> **Stored items**
Start of Block

use crate::ast::TreeNodeKind;
use crate::diagnostic::Diagnostic;
use crate::tokenizer::{TokenKind, TokenProvider};

use super::accumulator::Accumulator;
use super::dialect::Dialect;

/// Token kinds that may begin a top-level construct.
pub const STARTERS: [TokenKind; 6] = [
    TokenKind::Text,
    TokenKind::ImportBlockOpen,
    TokenKind::BlockScriptletOpen,
    TokenKind::ExpressionScriptletOpen,
    TokenKind::DollarReferenceDollar,
    TokenKind::DollarScriptletOpen,
];

/// Ran out of tokens inside a production.
type Exhausted = Diagnostic;

/// State of a single parse.
pub(super) struct Session<'a, D: ?Sized, P: ?Sized, A: ?Sized> {
    dialect: &'a D,
    tokens: &'a mut P,
    acc: &'a mut A,
    /// Kinds matched by the production in progress, in order.
    stash: Vec<TokenKind>,
}

impl<'a, D, P, A> Session<'a, D, P, A>
where
    D: Dialect + ?Sized,
    P: TokenProvider + ?Sized,
    A: Accumulator + ?Sized,
{
    pub fn new(dialect: &'a D, tokens: &'a mut P, acc: &'a mut A) -> Self {
        Self {
            dialect,
            tokens,
            acc,
            stash: Vec::new(),
        }
    }

    /// `g_string := (TEXT | import_block | block_scriptlet
    ///   | expression_scriptlet | dollar_reference | dollar_scriptlet)*`
    pub fn g_string(&mut self) {
        self.acc.start(TreeNodeKind::GString);
        let mut diagnostics = Vec::new();

        while let Some(token) = self.tokens.current() {
            match token.kind {
                TokenKind::Text => {
                    self.acc.leaf(TokenKind::Text, token.start, token.end, Vec::new());
                    self.tokens.advance();
                }
                TokenKind::ImportBlockOpen => self.import_block(),
                TokenKind::BlockScriptletOpen => self.delimited(
                    TreeNodeKind::BlockScriptlet,
                    [
                        TokenKind::BlockScriptletOpen,
                        TokenKind::ScriptletBody,
                        TokenKind::ScriptletClose,
                    ],
                    Vec::new(),
                ),
                TokenKind::ExpressionScriptletOpen => self.delimited(
                    TreeNodeKind::ExpressionScriptlet,
                    [
                        TokenKind::ExpressionScriptletOpen,
                        TokenKind::ScriptletBody,
                        TokenKind::ScriptletClose,
                    ],
                    Vec::new(),
                ),
                TokenKind::DollarReferenceDollar => self.dollar_reference(),
                TokenKind::DollarScriptletOpen => self.delimited(
                    TreeNodeKind::DollarScriptlet,
                    [
                        TokenKind::DollarScriptletOpen,
                        TokenKind::DollarScriptletBody,
                        TokenKind::DollarScriptletClose,
                    ],
                    Vec::new(),
                ),
                found => {
                    log::warn!("skipping {token}: no construct starts with {found}");
                    diagnostics.push(Diagnostic::unexpected(found, &STARTERS));
                    self.tokens.advance();
                }
            }
        }

        self.acc.done(diagnostics);
    }

    /// `import_block := IMPORT_BLOCK_OPEN IMPORT_BLOCK_BODY? IMPORT_BLOCK_CLOSE`
    fn import_block(&mut self) {
        let mut diagnostics = Vec::new();
        if !self.dialect.import_blocks_permitted() {
            diagnostics.push(Diagnostic::import_block_not_permitted(self.dialect.name()));
        }
        self.delimited(
            TreeNodeKind::ImportBlock,
            [
                TokenKind::ImportBlockOpen,
                TokenKind::ImportBlockBody,
                TokenKind::ImportBlockClose,
            ],
            diagnostics,
        );
    }

    /// `OPEN BODY? CLOSE`, the shape shared by every scriptlet.
    fn delimited(
        &mut self,
        node: TreeNodeKind,
        [open, body, close]: [TokenKind; 3],
        mut diagnostics: Vec<Diagnostic>,
    ) {
        self.acc.start(node);
        let parsed = self.delimited_parts(open, body, close);
        self.finish_production(parsed, &mut diagnostics);
        self.acc.done(diagnostics);
    }

    fn delimited_parts(
        &mut self,
        open: TokenKind,
        body: TokenKind,
        close: TokenKind,
    ) -> Result<(), Exhausted> {
        self.expect_leaf(&[open])?;
        self.expect_leaf(&[body, close])?;
        if self.is_stashed(body) {
            self.expect_leaf(&[close])?;
        }
        Ok(())
    }

    /// `dollar_reference := DOLLAR_REFERENCE_DOLLAR DOLLAR_REFERENCE_BODY`
    fn dollar_reference(&mut self) {
        self.acc.start(TreeNodeKind::DollarReference);
        let parsed = self
            .expect_leaf(&[TokenKind::DollarReferenceDollar])
            .and_then(|_| self.expect_leaf(&[TokenKind::DollarReferenceBody]));
        let mut diagnostics = Vec::new();
        self.finish_production(parsed.map(drop), &mut diagnostics);
        self.acc.done(diagnostics);
    }

    fn finish_production(
        &mut self,
        parsed: Result<(), Exhausted>,
        diagnostics: &mut Vec<Diagnostic>,
    ) {
        if let Err(exhausted) = parsed {
            diagnostics.push(exhausted);
        }
        self.stash.clear();
    }

    /// Consumes the current token as a leaf, attaching a diagnostic when its
    /// kind is not one of `any_of`. Fails only when no token is left.
    fn expect_leaf(&mut self, any_of: &[TokenKind]) -> Result<TokenKind, Exhausted> {
        let Some(token) = self.tokens.current() else {
            return Err(Diagnostic::out_of_tokens(any_of));
        };

        let diagnostics = if any_of.contains(&token.kind) {
            self.stash.push(token.kind);
            Vec::new()
        } else {
            vec![Diagnostic::unexpected(token.kind, any_of)]
        };
        self.acc.leaf(token.kind, token.start, token.end, diagnostics);
        self.tokens.advance();
        Ok(token.kind)
    }

    fn is_stashed(&self, kind: TokenKind) -> bool {
        self.stash.contains(&kind)
    }
}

End of Block

> **The task**
The answer must be a word-for-word restatement of the records.

> **Result of this exercise**
use crate::ast::TreeNodeKind;
use crate::diagnostic::Diagnostic;
use crate::tokenizer::{TokenKind, TokenProvider};

use super::accumulator::Accumulator;
use super::dialect::Dialect;

/// Token kinds that may begin a top-level construct.
pub const STARTERS: [TokenKind; 6] = [
    TokenKind::Text,
    TokenKind::ImportBlockOpen,
    TokenKind::BlockScriptletOpen,
    TokenKind::ExpressionScriptletOpen,
    TokenKind::DollarReferenceDollar,
    TokenKind::DollarScriptletOpen,
];

/// Ran out of tokens inside a production.
type Exhausted = Diagnostic;

/// State of a single parse.
pub(super) struct Session<'a, D: ?Sized, P: ?Sized, A: ?Sized> {
    dialect: &'a D,
    tokens: &'a mut P,
    acc: &'a mut A,
    /// Kinds matched by the production in progress, in order.
    stash: Vec<TokenKind>,
}

impl<'a, D, P, A> Session<'a, D, P, A>
where
    D: Dialect + ?Sized,
    P: TokenProvider + ?Sized,
    A: Accumulator + ?Sized,
{
    pub fn new(dialect: &'a D, tokens: &'a mut P, acc: &'a mut A) -> Self {
        Self {
            dialect,
            tokens,
            acc,
            stash: Vec::new(),
        }
    }

    /// `g_string := (TEXT | import_block | block_scriptlet
    ///   | expression_scriptlet | dollar_reference | dollar_scriptlet)*`
    pub fn g_string(&mut self) {
        self.acc.start(TreeNodeKind::GString);
        let mut diagnostics = Vec::new();

        while let Some(token) = self.tokens.current() {
            match token.kind {
                TokenKind::Text => {
                    self.acc.leaf(TokenKind::Text, token.start, token.end, Vec::new());
                    self.tokens.advance();
                }
                TokenKind::ImportBlockOpen => self.import_block(),
                TokenKind::BlockScriptletOpen => self.delimited(
                    TreeNodeKind::BlockScriptlet,
                    [
                        TokenKind::BlockScriptletOpen,
                        TokenKind::ScriptletBody,
                        TokenKind::ScriptletClose,
                    ],
                    Vec::new(),
                ),
                TokenKind::ExpressionScriptletOpen => self.delimited(
                    TreeNodeKind::ExpressionScriptlet,
                    [
                        TokenKind::ExpressionScriptletOpen,
                        TokenKind::ScriptletBody,
                        TokenKind::ScriptletClose,
                    ],
                    Vec::new(),
                ),
                TokenKind::DollarReferenceDollar => self.dollar_reference(),
                TokenKind::DollarScriptletOpen => self.delimited(
                    TreeNodeKind::DollarScriptlet,
                    [
                        TokenKind::DollarScriptletOpen,
                        TokenKind::DollarScriptletBody,
                        TokenKind::DollarScriptletClose,
                    ],
                    Vec::new(),
                ),
                found => {
                    log::warn!("skipping {token}: no construct starts with {found}");
                    diagnostics.push(Diagnostic::unexpected(found, &STARTERS));
                    self.tokens.advance();
                }
            }
        }

        self.acc.done(diagnostics);
    }

    /// `import_block := IMPORT_BLOCK_OPEN IMPORT_BLOCK_BODY? IMPORT_BLOCK_CLOSE`
    fn import_block(&mut self) {
        let mut diagnostics = Vec::new();
        if !self.dialect.import_blocks_permitted() {
            diagnostics.push(Diagnostic::import_block_not_permitted(self.dialect.name()));
        }
        self.delimited(
            TreeNodeKind::ImportBlock,
            [
                TokenKind::ImportBlockOpen,
                TokenKind::ImportBlockBody,
                TokenKind::ImportBlockClose,
            ],
            diagnostics,
        );
    }

    /// `OPEN BODY? CLOSE`, the shape shared by every scriptlet.
    fn delimited(
        &mut self,
        node: TreeNodeKind,
        [open, body, close]: [TokenKind; 3],
        mut diagnostics: Vec<Diagnostic>,
    ) {
        self.acc.start(node);
        let parsed = self.delimited_parts(open, body, close);
        self.finish_production(parsed, &mut diagnostics);
        self.acc.done(diagnostics);
    }

    fn delimited_parts(
        &mut self,
        open: TokenKind,
        body: TokenKind,
        close: TokenKind,
    ) -> Result<(), Exhausted> {
        self.expect_leaf(&[open])?;
        self.expect_leaf(&[body, close])?;
        if self.is_stashed(body) {
            self.expect_leaf(&[close])?;
        }
        Ok(())
    }

    /// `dollar_reference := DOLLAR_REFERENCE_DOLLAR DOLLAR_REFERENCE_BODY`
    fn dollar_reference(&mut self) {
        self.acc.start(TreeNodeKind::DollarReference);
        let parsed = self
            .expect_leaf(&[TokenKind::DollarReferenceDollar])
            .and_then(|_| self.expect_leaf(&[TokenKind::DollarReferenceBody]));
        let mut diagnostics = Vec::new();
        self.finish_production(parsed.map(drop), &mut diagnostics);
        self.acc.done(diagnostics);
    }

    fn finish_production(
        &mut self,
        parsed: Result<(), Exhausted>,
        diagnostics: &mut Vec<Diagnostic>,
    ) {
        if let Err(exhausted) = parsed {
            diagnostics.push(exhausted);
        }
        self.stash.clear();
    }

    /// Consumes the current token as a leaf, attaching a diagnostic when its
    /// kind is not one of `any_of`. Fails only when no token is left.
    fn expect_leaf(&mut self, any_of: &[TokenKind]) -> Result<TokenKind, Exhausted> {
        let Some(token) = self.tokens.current() else {
            return Err(Diagnostic::out_of_tokens(any_of));
        };

        let diagnostics = if any_of.contains(&token.kind) {
            self.stash.push(token.kind);
            Vec::new()
        } else {
            vec![Diagnostic::unexpected(token.kind, any_of)]
        };
        self.acc.leaf(token.kind, token.start, token.end, diagnostics);
        self.tokens.advance();
        Ok(token.kind)
    }

    fn is_stashed(&self, kind: TokenKind) -> bool {
        self.stash.contains(&kind)
    }
}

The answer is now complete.